VIII. Le nom du maître de la maison se prend aussi pour la maison qu'il occupe : Virgile a dit : (Aen. II. 312.) jam proximus ardet Ucalegon, c'est-à-dire, le feu a déjà pris à la maison d'Ucalegon.

On donne aussi aux pièces de monnaie le nom du souverain dont elles portent l'empreinte. Ducentos philippos reddat aureos, (Plaut. bacchid. IV. IIe 8.) qu'elle rende deux cent philippes d'or : nous dirions deux cent louis d'or.
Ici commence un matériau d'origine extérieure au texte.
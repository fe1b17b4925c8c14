//! Dependency collection over a module's statements
//!
//! Collection is split in two phases. [`DependencyCollector::plan`] inspects
//! the untouched tree and records every recognized declaration together with
//! the statement list and index that hold it. [`CollectionPlan::apply`] then
//! removes those statements. Scope lookups therefore always run against the
//! tree as written, never against a partially rewritten one.
//!
//! Both phases walk the same statement lists in the same order: the module
//! body and the lists nested in its blocks, branches, loops, `try` and
//! `switch` statements. Functions, classes and expressions are not entered.
//! Bound declarations are recognized in every such list, bare calls only in
//! the module body.

use log::debug;
use rustc_hash::FxHashSet;
use swc_core::{
    common::Span,
    ecma::{
        ast::{
            BlockStmt, CatchClause, Class, Decl, Expr, ExprStmt, ForInStmt, ForOfStmt, ForStmt,
            Function, Pat, Stmt, Str, SwitchStmt, VarDecl,
        },
        visit::{Visit, VisitMut, VisitMutWith, VisitWith},
    },
};

use crate::{
    classifier::{CallClass, CallClassifier},
    naming::{UidGenerator, file_stem},
    scope::{ScopeId, ScopeTable},
    types::DependencyEntry,
};

/// Position of a statement: which walked list, then which index in it
#[derive(Debug, Clone, Copy, PartialEq, Eq, Hash)]
struct Slot {
    list: usize,
    index: usize,
}

/// Recognized dependencies plus the statements that declared them
#[derive(Debug, Default)]
pub struct CollectionPlan {
    entries: Vec<DependencyEntry>,
    removals: FxHashSet<Slot>,
}

impl CollectionPlan {
    /// Entries in source order
    pub fn entries(&self) -> &[DependencyEntry] {
        &self.entries
    }

    fn removes(&self, slot: Slot) -> bool {
        self.removals.contains(&slot)
    }

    fn record(&mut self, slot: Slot, entry: DependencyEntry) {
        self.entries.push(entry);
        self.removals.insert(slot);
    }

    /// Delete the planned statements from `body` and hand back the entries
    ///
    /// `body` must be the same statement list the plan was made from.
    pub fn apply(self, body: &mut Vec<Stmt>) -> Vec<DependencyEntry> {
        let mut remover = Remover {
            plan: &self,
            next_list: 0,
        };
        remover.visit_mut_stmts(body);
        self.entries
    }
}

/// Finds bare and bound `require` declarations at module level
#[derive(Debug)]
pub struct DependencyCollector<'a> {
    classifier: CallClassifier<'a>,
    scopes: &'a ScopeTable,
    uids: UidGenerator<'a>,
    plan: CollectionPlan,
    next_list: usize,
    /// Scope of the list being walked; `None` when it could not be found
    scope: Option<ScopeId>,
}

impl<'a> DependencyCollector<'a> {
    pub fn new(loader: &'a str, scopes: &'a ScopeTable, uids: UidGenerator<'a>) -> Self {
        Self {
            classifier: CallClassifier::new(loader, scopes),
            scopes,
            uids,
            plan: CollectionPlan::default(),
            next_list: 0,
            scope: Some(ScopeId::MODULE),
        }
    }

    /// Inspect `body` without modifying it
    pub fn plan(mut self, body: &[Stmt]) -> CollectionPlan {
        self.visit_stmts(body);
        self.plan
    }

    /// Walk a nested construct inside the scope it opened at `span`
    fn within(&mut self, span: Span, walk: impl FnOnce(&mut Self)) {
        let outer = self.scope;
        self.scope = outer.and_then(|_| self.scopes.scope_at(span));
        if outer.is_some() && self.scope.is_none() {
            debug!("No scope recorded at {span:?}, leaving nested declarations untouched");
        }
        walk(self);
        self.scope = outer;
    }

    fn recognize(
        &mut self,
        stmt: &Stmt,
        top_level: bool,
        scope: ScopeId,
    ) -> Option<DependencyEntry> {
        match stmt {
            Stmt::Expr(ExprStmt { expr, .. }) if top_level => self.recognize_bare(expr, scope),
            Stmt::Decl(Decl::Var(var)) => self.recognize_bound(var, scope),
            _ => None,
        }
    }

    fn recognize_bare(&mut self, expr: &Expr, scope: ScopeId) -> Option<DependencyEntry> {
        let path = self.eligible(expr, scope)?;
        let binding = self.uids.generate(file_stem(&path.value));
        Some(DependencyEntry::bare(binding, path.value.clone()))
    }

    fn recognize_bound(&mut self, var: &VarDecl, scope: ScopeId) -> Option<DependencyEntry> {
        let [declarator] = var.decls.as_slice() else {
            if var.decls.iter().any(|declarator| {
                declarator
                    .init
                    .as_deref()
                    .is_some_and(|init| self.classifier.classify(init, scope).is_loader_call())
            }) {
                debug!("Leaving multi-declarator statement with a loader call untouched");
            }
            return None;
        };

        let init = declarator.init.as_deref()?;
        let Pat::Ident(binding) = &declarator.name else {
            if self.classifier.classify(init, scope).is_loader_call() {
                debug!("Leaving destructured loader call untouched");
            }
            return None;
        };

        let path = self.eligible(init, scope)?;
        Some(DependencyEntry::bound(
            binding.id.sym.clone(),
            path.value.clone(),
        ))
    }

    fn eligible<'e>(&self, expr: &'e Expr, scope: ScopeId) -> Option<&'e Str> {
        match self.classifier.classify(expr, scope) {
            CallClass::Eligible(path) => Some(path),
            CallClass::NotLoaderCall => None,
            rejected => {
                debug!("Leaving loader call untouched: {rejected:?}");
                None
            }
        }
    }
}

impl Visit for DependencyCollector<'_> {
    fn visit_stmts(&mut self, stmts: &[Stmt]) {
        let list = self.next_list;
        self.next_list += 1;

        for (index, stmt) in stmts.iter().enumerate() {
            let entry = match self.scope {
                Some(scope) => self.recognize(stmt, list == 0, scope),
                None => None,
            };
            match entry {
                Some(entry) => {
                    debug!(
                        "Collected {} dependency {:?} as `{}`",
                        if entry.is_bare { "bare" } else { "bound" },
                        &*entry.path,
                        &*entry.binding
                    );
                    self.plan.record(Slot { list, index }, entry);
                }
                None => stmt.visit_with(self),
            }
        }
    }

    fn visit_block_stmt(&mut self, node: &BlockStmt) {
        self.within(node.span, |this| node.visit_children_with(this));
    }

    fn visit_for_stmt(&mut self, node: &ForStmt) {
        self.within(node.span, |this| node.visit_children_with(this));
    }

    fn visit_for_in_stmt(&mut self, node: &ForInStmt) {
        self.within(node.span, |this| node.visit_children_with(this));
    }

    fn visit_for_of_stmt(&mut self, node: &ForOfStmt) {
        self.within(node.span, |this| node.visit_children_with(this));
    }

    fn visit_switch_stmt(&mut self, node: &SwitchStmt) {
        self.within(node.span, |this| node.visit_children_with(this));
    }

    fn visit_catch_clause(&mut self, node: &CatchClause) {
        // The clause body shares the scope of the catch parameter
        self.within(node.span, |this| this.visit_stmts(&node.body.stmts));
    }

    fn visit_expr(&mut self, _: &Expr) {}

    fn visit_function(&mut self, _: &Function) {}

    fn visit_class(&mut self, _: &Class) {}
}

/// Deletes planned statements, numbering lists exactly as the collector does
struct Remover<'p> {
    plan: &'p CollectionPlan,
    next_list: usize,
}

impl VisitMut for Remover<'_> {
    fn visit_mut_stmts(&mut self, stmts: &mut Vec<Stmt>) {
        let list = self.next_list;
        self.next_list += 1;

        for stmt in stmts.iter_mut() {
            stmt.visit_mut_with(self);
        }

        let mut index = 0;
        stmts.retain(|_| {
            let keep = !self.plan.removes(Slot { list, index });
            index += 1;
            keep
        });
    }

    fn visit_mut_expr(&mut self, _: &mut Expr) {}

    fn visit_mut_function(&mut self, _: &mut Function) {}

    fn visit_mut_class(&mut self, _: &mut Class) {}
}

#[cfg(test)]
mod tests {
    use swc_core::ecma::ast::{ModuleItem, Program};

    use super::*;
    use crate::source;

    fn statements(code: &str) -> (Vec<Stmt>, ScopeTable) {
        let parsed = source::parse(code, "collect.js").expect("Failed to parse");
        let scopes = ScopeTable::build(&parsed.program);
        let Program::Module(module) = parsed.program else {
            panic!("Expected module");
        };
        let body = module
            .body
            .into_iter()
            .map(|item| match item {
                ModuleItem::Stmt(stmt) => stmt,
                ModuleItem::ModuleDecl(decl) => panic!("Unexpected module declaration {decl:?}"),
            })
            .collect();
        (body, scopes)
    }

    fn collect(code: &str) -> (Vec<DependencyEntry>, Vec<Stmt>) {
        let (mut body, scopes) = statements(code);
        let plan = DependencyCollector::new("require", &scopes, UidGenerator::new(&scopes))
            .plan(&body);
        let entries = plan.apply(&mut body);
        (entries, body)
    }

    fn summary(entries: &[DependencyEntry]) -> Vec<(String, String, bool)> {
        entries
            .iter()
            .map(|entry| (entry.binding.to_string(), entry.path.to_string(), entry.is_bare))
            .collect()
    }

    #[test]
    fn test_bare_and_bound_in_source_order() {
        let (entries, body) = collect(
            r#"
var A = require("./a");
require("css!./b.css");
require("./c");
A.init();
"#,
        );
        assert_eq!(
            summary(&entries),
            vec![
                ("A".to_owned(), "./a".to_owned(), false),
                ("_b".to_owned(), "css!./b.css".to_owned(), true),
                ("_c".to_owned(), "./c".to_owned(), true),
            ]
        );
        assert_eq!(body.len(), 1);
    }

    #[test]
    fn test_let_and_const_bindings() {
        let (entries, body) = collect(
            r#"
let a = require("./a");
const b = require("./b");
"#,
        );
        assert_eq!(
            summary(&entries),
            vec![
                ("a".to_owned(), "./a".to_owned(), false),
                ("b".to_owned(), "./b".to_owned(), false),
            ]
        );
        assert!(body.is_empty());
    }

    #[test]
    fn test_unsupported_shapes_stay() {
        let code = r#"
var a = require("./a"), b = require("./b");
var { c } = require("./c");
use(require("./d"));
var e = require("./e").default;
function lazy() { return require("./f"); }
"#;
        let (entries, body) = collect(code);
        assert!(entries.is_empty());
        assert_eq!(body.len(), 5);
    }

    #[test]
    fn test_shadowed_loader_stays() {
        let (entries, body) = collect(
            r#"
function require(path) { return path; }
var a = require("./a");
require("./b");
"#,
        );
        assert!(entries.is_empty());
        assert_eq!(body.len(), 3);
    }

    #[test]
    fn test_synthesized_names_avoid_collisions() {
        let (entries, _) = collect(
            r#"
var _c = 1;
require("./c");
require("../other/c.js");
"#,
        );
        let names: Vec<_> = entries.iter().map(|entry| entry.binding.to_string()).collect();
        assert_eq!(names, vec!["_c2", "_c3"]);
    }

    #[test]
    fn test_plan_does_not_touch_body() {
        let (body, scopes) = statements(
            r#"
require("./a");
foo();
var b = require("./b");
"#,
        );
        let plan = DependencyCollector::new("require", &scopes, UidGenerator::new(&scopes))
            .plan(&body);
        assert_eq!(body.len(), 3);
        assert!(plan.removes(Slot { list: 0, index: 0 }));
        assert!(!plan.removes(Slot { list: 0, index: 1 }));
        assert!(plan.removes(Slot { list: 0, index: 2 }));
        assert_eq!(plan.entries().len(), 2);
    }

    #[test]
    fn test_bound_declarations_in_nested_blocks() {
        let (entries, body) = collect(
            r#"
if (debug) {
    var log = require("./log");
} else {
    log = null;
}
try {
    var a = require("./a");
} catch (e) {
    const fallback = require("./fallback");
} finally {
    done();
}
for (let i = 0; i < 1; i++) {
    let step = require("./step");
}
switch (mode) {
    case 1:
        var one = require("./one");
        break;
}
label: {
    var b = require("./b");
}
"#,
        );
        let names: Vec<_> = summary(&entries)
            .into_iter()
            .map(|(binding, path, is_bare)| {
                assert!(!is_bare);
                (binding, path)
            })
            .collect();
        assert_eq!(
            names,
            vec![
                ("log".to_owned(), "./log".to_owned()),
                ("a".to_owned(), "./a".to_owned()),
                ("fallback".to_owned(), "./fallback".to_owned()),
                ("step".to_owned(), "./step".to_owned()),
                ("one".to_owned(), "./one".to_owned()),
                ("b".to_owned(), "./b".to_owned()),
            ]
        );
        assert_eq!(body.len(), 5);

        let Stmt::Try(attempt) = &body[1] else {
            panic!("Expected try statement");
        };
        assert!(attempt.block.stmts.is_empty());
        let handler = attempt.handler.as_ref().expect("catch clause");
        assert!(handler.body.stmts.is_empty());
        let finalizer = attempt.finalizer.as_ref().expect("finally block");
        assert_eq!(finalizer.stmts.len(), 1);

        let Stmt::Switch(switch) = &body[3] else {
            panic!("Expected switch statement");
        };
        assert_eq!(switch.cases[0].cons.len(), 1);
    }

    #[test]
    fn test_nested_bare_calls_and_functions_stay() {
        let (entries, body) = collect(
            r#"
if (debug) {
    require("./debug");
}
function lazy() {
    var a = require("./a");
}
var run = () => {
    var b = require("./b");
};
class Widget {
    init() {
        var c = require("./c");
    }
}
"#,
        );
        assert!(entries.is_empty());
        assert_eq!(body.len(), 4);
        let Stmt::If(branch) = &body[0] else {
            panic!("Expected if statement");
        };
        let Stmt::Block(block) = &*branch.cons else {
            panic!("Expected block");
        };
        assert_eq!(block.stmts.len(), 1);
    }

    #[test]
    fn test_block_scoped_loader_shadows_in_its_block() {
        let (entries, body) = collect(
            r#"
{
    let require = load;
    var a = require("./a");
}
var b = require("./b");
"#,
        );
        assert_eq!(
            summary(&entries),
            vec![("b".to_owned(), "./b".to_owned(), false)]
        );
        let Stmt::Block(block) = &body[0] else {
            panic!("Expected block");
        };
        assert_eq!(block.stmts.len(), 2);
    }

    #[test]
    fn test_catch_parameter_shadows_loader() {
        let (entries, body) = collect(
            r#"
try {
    var a = require("./a");
} catch (require) {
    var b = require("./b");
}
"#,
        );
        assert_eq!(
            summary(&entries),
            vec![("a".to_owned(), "./a".to_owned(), false)]
        );
        let Stmt::Try(attempt) = &body[0] else {
            panic!("Expected try statement");
        };
        assert!(attempt.block.stmts.is_empty());
        let handler = attempt.handler.as_ref().expect("catch clause");
        assert_eq!(handler.body.stmts.len(), 1);
    }
}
Voilà les principales espèces de métonymie. Quelques-uns y ajoutent la métonymie, par laquelle on nomme ce qui précéde pour ce qui suit, ou ce qui suit pour ce qui précéde ; c'est ce qu'on appelle l'antécédent pour le conséquent, ou le conséquent pour l'antécédent : on en trouvera des exemples dans la métalepse, qui n'est qu'une espèce de métonymie à laquelle on a donné un nom particulier voyez METALEPSE) ; au lieu qu'à l'égard des autres espèces de métonymie, dont nous venons de parler, on se contente de dire, métonymie de la cause pour l'effet, métonymie du contenant pour le contenu, métonymie du signe, etc.

Cet article est tiré entièrement du livre des tropes de M. du Marsais.